To review the tutorial's first 8 steps, go to:

/arsc/support/news/t3enews/t3enews146/index.xml

In this issue, we get started again with step number 9.

  1. Adding user-defined activities. Basic VAMPIR usage correlates MPI activity with time. What we often need, however, is correlation with sections of code or subroutines. To do this, you must instrument your T3E code to define, start, and stop, application-specific activities. 9.1) Instrumenting T3E code with user-defined activities. The following VAMPIR API routines deal with user-defined activities (given in C, then Fortran): Defining activities : int VT_symdef (int code, char *symbol, char *class) SUBROUTINE VTSYMDEF (ICODE, SYMBOL, CLASS, IERR) These define a numeric code for a given symbol/class activity. In your program source, all such integer codes must be unique, and you must define them before using them. Starting an activity : int VT_begin (int code) SUBROUTINE VTBEGIN (ICODE, IERR) Start the activity specified by code or ICODE. Stopping an activity : int VT_end (int code) SUBROUTINE VTBEGIN (ICODE, IERR) Stop the activity specified by code or ICODE. For example, we want to know what MPI messages were exchanged during the "ping-pong", and other, sections of our test program from last week. #ifdef VT_setup /* my own macro */ #define PINGPONG 0 #define BROADCAST 1 #define MESSAGES 2    printf ("VT_setup commences...\n"); VT_symdef (PINGPONG, "PPONG", "MY_SUBTASK"); VT_symdef (BROADCAST, "BCAST", "MY_SUBTASK"); VT_symdef (MESSAGES, "MSGS", "MY_SUBTASK"); #endif and in each of the segments of the program, started and stopped the corresponding "activity." (The re-worked program appears at the end of this article. Note, we also rearranged the "ping-pong" and "round-robin broadcast" segments.) 9.2) Color a user-defined activity and display global-timeline. We recompiled the code on the T3E (step 2 from last week's article), ran it (step 3), rcp'ed the resulting .bpv file to the ARSC SGIs (step 5), reran vampir with the new .bpv file (step 7), and produced the global-timeline (step 8.1). The new activity class, MY_SUBTASK, appears white by default, but it automatically appears in all activity menus, and is easy to re-color. >From the main menu, select: Settings:Colors Scroll down in the "Activity" list to "MY_SUBTASK", chose a color, and click "Apply." This process is shown in the following figure: (click on figure for larger view)

    (Note: all VAMPIR pull-down menus can be "torn-off" by clicking on the dashed line. The "Settings" window was "torn-off" for the above image.) The new global-timeline is shown at:

  • (click on figure for larger view)

    We colored MY_SUBTASK activities orange, and they are labeled, as well. Thus, this graph shows us the messages exchanged in the ping-pong segment, and that PE 0 completed its ping-pong segment first.

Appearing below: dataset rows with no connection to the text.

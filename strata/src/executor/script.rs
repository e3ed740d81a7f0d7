// SPDX-FileCopyrightText: Copyright © 2024-2026 Strata Developers
//
// SPDX-License-Identifier: MPL-2.0

//! Shell script execution with a multiplexed control channel.

use std::{
    io::{self, Read, Write},
    os::fd::AsFd,
    os::unix::fs::PermissionsExt,
    os::unix::process::ExitStatusExt,
    path::{Path, PathBuf},
    process::{Command, Stdio},
};

use fs_err as fs;
use nix::poll::{poll, PollFd, PollFlags};
use thiserror::Error;

use super::ctl;
use crate::errors;

const POLL_TIMEOUT_MS: i32 = 100;

/// Where child process output goes.
///
/// Output is always piped through the runner so the control channel can be
/// serviced while the child runs; the sink only decides where the bytes
/// end up.
#[derive(Debug, Clone, Default)]
pub enum Output {
    #[default]
    Inherit,
    Null,
    File(PathBuf),
}

impl Output {
    fn stdout_writer(&self) -> io::Result<Box<dyn Write>> {
        match self {
            Output::Inherit => Ok(Box::new(io::stdout())),
            Output::Null => Ok(Box::new(io::sink())),
            Output::File(path) => Ok(Box::new(fs::OpenOptions::new().create(true).append(true).open(path)?)),
        }
    }

    fn stderr_writer(&self) -> io::Result<Box<dyn Write>> {
        match self {
            Output::Inherit => Ok(Box::new(io::stderr())),
            Output::Null => Ok(Box::new(io::sink())),
            Output::File(path) => Ok(Box::new(fs::OpenOptions::new().create(true).append(true).open(path)?)),
        }
    }
}

/// Control channel serviced while the child runs.
pub struct Ctl<'a> {
    pub server: &'a mut ctl::Server,
    pub handler: &'a mut dyn ctl::Handler,
}

#[derive(Debug, Error)]
pub enum Error {
    #[error("process exited with code {exit_code}")]
    Process { exit_code: i32, stderr: Vec<u8> },
    #[error(transparent)]
    Engine(Box<errors::Error>),
    #[error("io")]
    Io(#[from] io::Error),
}

/// Write the script for `commands` at `script_path`.
///
/// The prologue pins the shell, fails fast and traces every command;
/// the optional environment script is sourced before tracing starts.
pub fn write_script(commands: &[String], script_path: &Path, environment_script: Option<&Path>) -> io::Result<()> {
    let mut content = String::from("#!/bin/bash\nset -euo pipefail\n");

    if let Some(environment_script) = environment_script {
        content.push_str(&format!("source {}\n", environment_script.display()));
    }

    content.push_str("set -x\n");

    for command in commands {
        content.push_str(command);
        content.push('\n');
    }

    fs::write(script_path, content)?;
    fs::set_permissions(script_path, std::fs::Permissions::from_mode(0o755))?;

    Ok(())
}

/// Write and execute a script, pumping the control channel until the child
/// exits.
///
/// Child stdout/stderr and the control listener are waited on from a
/// single poll loop so a blocked child writer can never deadlock the
/// server. A fatal control fault kills the child and surfaces the engine
/// error; a non-zero exit surfaces a process error carrying the captured
/// stderr.
pub fn run(
    commands: &[String],
    script_path: &Path,
    cwd: &Path,
    environment_script: Option<&Path>,
    output: &Output,
    mut ctl: Option<Ctl<'_>>,
) -> Result<(), Error> {
    write_script(commands, script_path, environment_script)?;

    let script_path = std::path::absolute(script_path)?;
    log::debug!("executing {}", script_path.display());

    let mut child = Command::new(&script_path)
        .current_dir(cwd)
        .stdin(Stdio::null())
        .stdout(Stdio::piped())
        .stderr(Stdio::piped())
        .spawn()?;

    let mut child_out = child.stdout.take().unwrap();
    let mut child_err = child.stderr.take().unwrap();

    let mut stdout_sink = output.stdout_writer()?;
    let mut stderr_sink = output.stderr_writer()?;
    let mut captured = Vec::new();

    let mut out_open = true;
    let mut err_open = true;
    let mut buf = [0u8; 8192];

    #[derive(Clone, Copy)]
    enum Source {
        Out,
        Err,
        Listener,
        Conn(usize),
    }

    while out_open || err_open {
        if let Some(ctl) = ctl.as_mut() {
            ctl.server.reap();
        }

        let out_fd = out_open.then(|| child_out.as_fd());
        let err_fd = err_open.then(|| child_err.as_fd());
        let listener_fd = ctl.as_ref().map(|ctl| ctl.server.listener_fd());
        let conn_fds = ctl
            .as_ref()
            .map(|ctl| ctl.server.connection_fds())
            .unwrap_or_default();

        let mut fds = Vec::new();
        let mut sources = Vec::new();

        if let Some(out_fd) = out_fd.as_ref() {
            fds.push(PollFd::new(out_fd, PollFlags::POLLIN));
            sources.push(Source::Out);
        }
        if let Some(err_fd) = err_fd.as_ref() {
            fds.push(PollFd::new(err_fd, PollFlags::POLLIN));
            sources.push(Source::Err);
        }
        if let Some(listener_fd) = listener_fd.as_ref() {
            fds.push(PollFd::new(listener_fd, PollFlags::POLLIN));
            sources.push(Source::Listener);
            for (index, fd) in conn_fds.iter().enumerate() {
                fds.push(PollFd::new(fd, PollFlags::POLLIN));
                sources.push(Source::Conn(index));
            }
        }

        let ready = match poll(&mut fds, POLL_TIMEOUT_MS) {
            Ok(ready) => ready,
            Err(nix::errno::Errno::EINTR) => 0,
            Err(err) => return Err(io::Error::from(err).into()),
        };

        let mut events = Vec::new();
        if ready > 0 {
            let interest = PollFlags::POLLIN | PollFlags::POLLHUP | PollFlags::POLLERR;
            for (fd, source) in fds.iter().zip(&sources) {
                if fd.revents().unwrap_or(PollFlags::empty()).intersects(interest) {
                    events.push(*source);
                }
            }
        }
        drop(fds);

        for event in events {
            match event {
                Source::Out => {
                    let read = child_out.read(&mut buf)?;
                    if read == 0 {
                        out_open = false;
                    } else {
                        stdout_sink.write_all(&buf[..read])?;
                    }
                }
                Source::Err => {
                    let read = child_err.read(&mut buf)?;
                    if read == 0 {
                        err_open = false;
                    } else {
                        stderr_sink.write_all(&buf[..read])?;
                        captured.extend_from_slice(&buf[..read]);
                    }
                }
                Source::Listener => {
                    let ctl = ctl.as_mut().unwrap();
                    ctl.server.accept_pending()?;
                }
                Source::Conn(index) => {
                    let ctl = ctl.as_mut().unwrap();
                    if let Err(error) = ctl.server.service(index, ctl.handler) {
                        let _ = child.kill();
                        let _ = child.wait();
                        return Err(Error::Engine(Box::new(error)));
                    }
                }
            }
        }
    }

    let status = child.wait()?;

    if !status.success() {
        let exit_code = status
            .code()
            .or_else(|| status.signal().map(|signal| -signal))
            .unwrap_or(-1);

        return Err(Error::Process {
            exit_code,
            stderr: captured,
        });
    }

    Ok(())
}

#[cfg(test)]
mod test {
    use fs_err as fs;

    use super::{run, write_script, Error, Output};

    #[test]
    fn script_has_the_fixed_prologue() {
        let dir = tempfile::tempdir().unwrap();
        let script = dir.path().join("build.sh");

        write_script(&["echo hi".to_owned()], &script, None).unwrap();

        assert_eq!(
            fs::read_to_string(&script).unwrap(),
            "#!/bin/bash\nset -euo pipefail\nset -x\necho hi\n"
        );
    }

    #[test]
    fn environment_script_is_sourced_before_tracing() {
        let dir = tempfile::tempdir().unwrap();
        let script = dir.path().join("build.sh");
        let env = dir.path().join("environment.sh");

        write_script(&["echo hi".to_owned()], &script, Some(&env)).unwrap();

        assert_eq!(
            fs::read_to_string(&script).unwrap(),
            format!("#!/bin/bash\nset -euo pipefail\nsource {}\nset -x\necho hi\n", env.display())
        );
    }

    #[test]
    fn script_is_executable() {
        use std::os::unix::fs::PermissionsExt;

        let dir = tempfile::tempdir().unwrap();
        let script = dir.path().join("run.sh");

        write_script(&[], &script, None).unwrap();

        let mode = fs::metadata(&script).unwrap().permissions().mode() & 0o777;
        assert_eq!(mode, 0o755);
    }

    #[test]
    fn commands_run_in_the_working_directory() {
        let dir = tempfile::tempdir().unwrap();
        let cwd = dir.path().join("work");
        fs::create_dir_all(&cwd).unwrap();

        run(
            &["touch marker".to_owned()],
            &dir.path().join("run.sh"),
            &cwd,
            None,
            &Output::Null,
            None,
        )
        .unwrap();

        assert!(cwd.join("marker").is_file());
    }

    #[test]
    fn nonzero_exit_is_a_process_error_with_stderr() {
        let dir = tempfile::tempdir().unwrap();

        let result = run(
            &["exit 3".to_owned()],
            &dir.path().join("run.sh"),
            dir.path(),
            None,
            &Output::Null,
            None,
        );

        match result {
            Err(Error::Process { exit_code, stderr }) => {
                assert_eq!(exit_code, 3);
                let stderr = String::from_utf8_lossy(&stderr);
                assert!(stderr.contains("+ exit 3"), "unexpected stderr: {stderr}");
            }
            other => panic!("expected process error, got {other:?}"),
        }
    }

    #[test]
    fn sourced_environment_is_visible_to_commands() {
        let dir = tempfile::tempdir().unwrap();
        let env = dir.path().join("environment.sh");
        let out = dir.path().join("out.txt");
        fs::write(&env, "export GREETING=hello\n").unwrap();

        run(
            &[format!("echo -n \"$GREETING\" > {}", out.display())],
            &dir.path().join("run.sh"),
            dir.path(),
            Some(&env),
            &Output::Null,
            None,
        )
        .unwrap();

        assert_eq!(fs::read_to_string(&out).unwrap(), "hello");
    }

    #[test]
    fn output_file_sink_captures_stdout() {
        let dir = tempfile::tempdir().unwrap();
        let log = dir.path().join("log.txt");

        run(
            &["echo hi".to_owned()],
            &dir.path().join("run.sh"),
            dir.path(),
            None,
            &Output::File(log.clone()),
            None,
        )
        .unwrap();

        assert!(fs::read_to_string(&log).unwrap().contains("hi"));
    }
}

  • Controlling data collection Given a lengthy, multiple-PE run, with every MPI message logged, the .bpv file can become huge, if not overwhelming. There are two ways to limit data collection:
    1. VAMPIR reads a user-defined configuration file which can be used to turn off the logging off particular activities. For instance, you might log no MPI routines except Send/Recv. (See the manual for more on this.)
    2. You may instrument your code to switch all tracing off for boring PEs and/or code segments. For instance, you might completely trace only one iteration or (as shown below) two PEs.

    10.1) Disabling/re-enable tracing When your T3E code runs, VAMPIR starts generating profiling data immediately after MPI_Init has been executed. This data collection can be arbitrarily disabled and re-enabled during the application runtime. 10.2) Instrumenting T3E code to disable/enable tracing Disabling data collection : void VT_traceoff (void) SUBROUTINE VTTRACEOFF() Re-enabling data collection : void VT_traceon (void) SUBROUTINE VTTRACEON() (Note: these functions affect the calling process, or local PE, only. You can't turn profiling on/off globally: each PE must call the respective API routine.) As an example, we used these calls in the test code to turn logging off for a while on all PEs except 0 and 1. #ifdef VT_partial /* my own macro */ if (my_rank > 1) VT_traceoff (); #endif #endif [ ... ping-pong and round-robin bcast code segments ... ! #ifdef VT_setup /* my own macro */ if (my_rank > 3) /* never turn 2&3 back on */ VT_traceon (); #endif The uncluttered global-timeline: (click on figure for larger view)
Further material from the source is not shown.